Jeso Carneiro

Pacus e infância em Aveiro

Do escrivão da Polícia Civil Hitamar Santos, sobre a foto de ontem (19) do Olhar do leitor:

Esses pacus me fazem lembrar da minha querida Aveiro e do meu tempo de infância por lá. Quantas e quantas vezes ficava esperando, sentado debaixo da mangueira defronte da casa da Dona Nenê Sá, os pescadores atravessar o rio Tapajós para comprar uma ‘cambada’ para o jantar.

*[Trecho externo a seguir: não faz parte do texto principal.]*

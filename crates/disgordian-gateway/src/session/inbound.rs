//! Inbound pump: the only reader on the connection and the only writer of
//! the sequence tracker once the session is active.

use std::sync::Arc;

use tokio_util::sync::CancellationToken;

use disgordian_core::error::DisgordianError;
use disgordian_core::protocol::{self, Envelope, Opcode};

use crate::dispatch::{DispatchEvent, EventRouter};
use crate::obs::GatewayMetrics;
use crate::session::outbound::OutboundHandle;
use crate::session::sequence::SequenceTracker;
use crate::transport::codec::{decode, Inbound};
use crate::transport::FrameSource;

/// How the read loop ended.
#[derive(Debug)]
pub enum PumpEnd {
    /// Peer sent a close frame or the stream ended.
    PeerClosed { code: Option<u16> },
    /// Session token cancelled (local shutdown).
    Cancelled,
    /// Read or decode failure.
    Failed(DisgordianError),
}

#[derive(Debug)]
pub struct PumpExit {
    pub end: PumpEnd,
    /// Dispatch envelopes seen by the pump.
    pub dispatches: u64,
}

pub struct InboundPump {
    sequence: SequenceTracker,
    router: Arc<EventRouter>,
    outbound: OutboundHandle,
    cancel: CancellationToken,
    metrics: Arc<GatewayMetrics>,
}

impl InboundPump {
    pub fn new(
        sequence: SequenceTracker,
        router: Arc<EventRouter>,
        outbound: OutboundHandle,
        cancel: CancellationToken,
        metrics: Arc<GatewayMetrics>,
    ) -> Self {
        Self {
            sequence,
            router,
            outbound,
            cancel,
            metrics,
        }
    }

    pub async fn run<R: FrameSource>(self, mut source: R) -> PumpExit {
        let mut dispatches = 0u64;

        let end = loop {
            let next = tokio::select! {
                biased;
                _ = self.cancel.cancelled() => break PumpEnd::Cancelled,
                next = source.next_frame() => next,
            };

            let frame = match next {
                Some(Ok(frame)) => frame,
                Some(Err(e)) => break PumpEnd::Failed(e),
                None => break PumpEnd::PeerClosed { code: None },
            };

            // a stream we cannot parse cannot be resynchronised
            let (env, bytes) = match decode(frame) {
                Ok(Inbound::Envelope { env, bytes_len }) => (env, bytes_len),
                Ok(Inbound::Close { code }) => break PumpEnd::PeerClosed { code },
                Err(e) => break PumpEnd::Failed(e),
            };

            if self.handle(env, bytes).await {
                dispatches += 1;
            }
        };

        tracing::debug!(?end, dispatches, "inbound pump ended");
        PumpExit { end, dispatches }
    }

    /// Returns `true` for a Dispatch.
    async fn handle(&self, env: Envelope, bytes: usize) -> bool {
        self.metrics.frames_in.inc(&[("op", env.op.as_str())]);
        tracing::debug!(
            op = env.op.code(),
            seq = ?env.s,
            bytes,
            event = env.t.as_deref().unwrap_or(""),
            "received envelope"
        );

        self.sequence.update(env.s).await;

        match env.op {
            Opcode::Dispatch => {
                self.router.forward(DispatchEvent::from_envelope(env));
                true
            }
            Opcode::Heartbeat => {
                // peer wants a beat now
                let seq = self.sequence.read().await;
                match protocol::heartbeat(seq) {
                    Ok(frame) => {
                        if let Err(e) = self.outbound.try_submit(frame) {
                            tracing::warn!(error = %e, "could not queue requested heartbeat");
                        }
                    }
                    Err(e) => tracing::error!(error = %e, "heartbeat encode failed"),
                }
                false
            }
            Opcode::HeartbeatAck => {
                tracing::trace!("heartbeat acknowledged");
                false
            }
            Opcode::Hello => {
                tracing::warn!("unexpected Hello mid-session");
                false
            }
            Opcode::Reconnect => {
                tracing::warn!("peer requested reconnect; waiting for it to close the connection");
                false
            }
            Opcode::InvalidSession => {
                tracing::warn!("peer invalidated the session");
                false
            }
            Opcode::Identify | Opcode::Other(_) => {
                tracing::debug!(op = env.op.code(), "ignoring envelope");
                false
            }
        }
    }
}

Nossos amadores ‘profissionais’ pescadores da época eram o ‘seu Arinos’ e ‘seu Jovelino’, que moravam na rua da frente (hoje avenida Humberto Frazão).

Olha, sem esquecer que o tempo em que ficava esperando os pescadores, logicamente estava apreciando as gostosas mangas já caídas, porque a Dona Nenê Sá não permitia, de jeito algum, alguém jogar pedras ou paus em sua mangueira.

Aliás, minha mãe sempre fazia, como hoje ainda faz, os pacus cozidos (no caldo branco) somente no cheiro verde (cebolinha, chicória e alfavaca).

Oh! tempo bom. Saudades.

Márcio, obrigado pela foto que me fez recordar.